Reflexologists believe that the feet and hands mirror or 'reflect' the body. The big toe, for example, reflects the head and brain and a reflexologist would work on this to relieve headache.

The combination of massage, pressure and pinching over all parts of the feet, and in some cases the hands, can produce deep relaxation. For this reason if nothing else, reflexology is one of the most popular complementary therapies, and is found in NHS cancer centres, pain clinics and special care baby units.

Forms of foot massage appear to date back to ancient China and Egypt, but reflexology as practised today was introduced in 1915 by Dr William H. Fitzgerald, a US ear, nose and throat specialist.
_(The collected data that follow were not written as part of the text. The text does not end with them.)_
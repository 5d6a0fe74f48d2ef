//! Wire types for the RingCentral REST API.

use serde::Deserialize;
use serde_json::Value;

/// OAuth token exchange response.
#[derive(Debug, Deserialize)]
pub(crate) struct TokenResponse {
    pub access_token: String,
    pub expires_in: Option<i64>,
}

/// One page of a paginated listing.
#[derive(Debug, Deserialize)]
pub(crate) struct RecordPage {
    #[serde(default)]
    pub records: Vec<Value>,
    #[serde(default)]
    pub paging: Paging,
}

#[derive(Debug, Deserialize)]
pub(crate) struct Paging {
    #[serde(rename = "totalPages", default = "default_total_pages")]
    pub total_pages: i64,
}

impl Default for Paging {
    fn default() -> Self {
        Self { total_pages: 1 }
    }
}

fn default_total_pages() -> i64 {
    1
}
Known at the time as 'zone therapy', it was based on the theory that energy flows in vertical zones through the body, from the head to the feet, and pressure applied to a reflex point on the foot can affect all the organs, glands, bones and muscles in that zone.

In the 1930s, Eunice Ingham, a US physiotherapist, mapped the reflex points on the feet and developed techniques for stimulation. One of her students, Doreen Bayley, introduced reflexology to the UK in the 1960s and its popularity has spread rapidly.

How does it work?
Zones on the left side of the body are said to correspond to reflex points on the left foot and hand, and those on the right to the right foot and hand. Picture the sole of the foot as the body, with the big toe representing the head. The lungs are somewhere around the ball of the foot and the waist is a line crossing the instep. and the small intestine and bladder towards the heel.